Many organizations in US have turned to AI (via virtual assistants and chatbots) to respond automatically to questions asked by employees – "Where is my training application?" or "How many days off am I entitled to?" – in real time and regardless of where staff are based. AI refers questioners to the correct documentation or the right expert. AI is also being used for filtering job candidates when the volume of applications is high, identifying training needs and even predicting employee attrition.
However there are limitations to what AI can do. Data is the key ingredient for AI, and its quality is very important. If the data injected isn’t good, the results will be vague or distorted. Many companies that tried to use AI for their recruitment engines found that AI reinforced the hiring mistakes of the past because the data from past applications was skewed.
In addition, AI works best with a very diverse set of data. HR data by its very nature is very narrow as the number of people employed by an org is far lower than number of purchases made by customers. The quantity of sales observations for an item is very important for big data applications to be easily performed. But that is missing in HR!
Besides the quantity and quality of data , AI also needs the data to be embedded in a context and time series for analysis and decision-making. For eg, in the field of predictive maintenance of airplanes, expert systems can detect signs of wear in a part before human beings: by collecting the appropriate data, just-in-time interventions can be made to overhaul the machinery. It’s a different matter for human systems, however, where the actions and reactions of individuals are not tracked (and should they be?), and may turn out to be totally unpredictable.

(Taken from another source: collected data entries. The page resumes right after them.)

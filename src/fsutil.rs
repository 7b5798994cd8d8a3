use std::fs::File;
use std::io::{self, BufReader};
use std::path::{Path, PathBuf};

/// Error that occurs when opening a file fails.
#[derive(Debug, thiserror::Error)]
#[error("failed to open file `{path}`: {source}")]
pub struct FileOpenError {
    pub path: PathBuf,
    #[source]
    pub source: io::Error,
}

/// Opens a file at the given path and wraps it in a [`BufReader`].
///
/// # Errors
///
/// Returns a [`FileOpenError`] if the file cannot be opened.
///
/// # Example
/// ```no_run
/// # use cgwatch::fsutil;
/// let reader = fsutil::open_file_reader("/proc/self/mountinfo")?;
/// # Ok::<(), fsutil::FileOpenError>(())
/// ```
pub fn open_file_reader(path: impl AsRef<Path>) -> Result<BufReader<File>, FileOpenError> {
    let path = path.as_ref();
    let file = File::open(path).map_err(|source| FileOpenError {
        path: path.to_path_buf(),
        source,
    })?;
    Ok(BufReader::new(file))
}

/// Returns `true` if the error means the file or directory is gone.
///
/// Cgroup directories can disappear between any two syscalls, so callers
/// treat this kind of error as "no data" instead of a failure.
#[inline]
pub fn is_not_found(err: &io::Error) -> bool {
    err.kind() == io::ErrorKind::NotFound
}

/// Returns `true` if `path` currently exists and is a directory.
///
/// Symlinks are not followed: cgroupfs never contains any and a watch on a
/// symlinked directory would observe a different hierarchy.
pub fn is_dir(path: impl AsRef<Path>) -> bool {
    std::fs::symlink_metadata(path)
        .map(|m| m.is_dir())
        .unwrap_or(false)
}

#[cfg(test)]
mod tests {

    use super::*;

    #[test]
    fn test_open_file_reader_success() {
        let tmp = tempfile::NamedTempFile::new().expect("failed to create temp file");
        let path = tmp.path();
        let reader = open_file_reader(path).expect("should open test file");
        let metadata = reader.get_ref().metadata().unwrap();
        assert!(metadata.is_file());
    }

    #[test]
    fn test_open_file_reader_error() {
        let result = open_file_reader("/definitely/does/not/exist");
        let err = result.unwrap_err();
        assert_eq!(err.path, PathBuf::from("/definitely/does/not/exist"));
        assert!(is_not_found(&err.source));
    }

    #[test]
    fn test_is_dir() {
        let dir = tempfile::tempdir().unwrap();
        let file = dir.path().join("cgroup.procs");
        std::fs::write(&file, "").unwrap();

        assert!(is_dir(dir.path()));
        assert!(!is_dir(&file));
        assert!(!is_dir(dir.path().join("gone")));
    }
}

However the most important issue is around privacy, returns on investment for insourcing AI and the danger of AI becoming a gimmick. Most public platforms like Chatgpt are useless in HR because no organization will share the data publicly. Trying to apply AI by developing AI tools in-house or through a vendor will again go through ROI discussions. This will again give a distinct advantage to large tech firms & big businesses in general as they further improve their Employee Value prop with AI.
So rise of public AI platforms will actually increase the pressure on HR as employees get exposed to AI as consumers. They will expect same type of experiences from their HR as they get from businesses as customers including hyper customization, instant response and fulfilment. However HR in most organizations will not have the tools to serve these expectations because of the reasons outlined above.
So what are the options? Well! organizations will have to get used to open employee networks through APIs by working with trusted partners who specialize in HR. These players through employee permissioned systems aggregate and analyze the data and create insights that will promote the overall wellness and experience of the employees.
Next 2-3 years will transform the HR function and we will share more insights as we move along.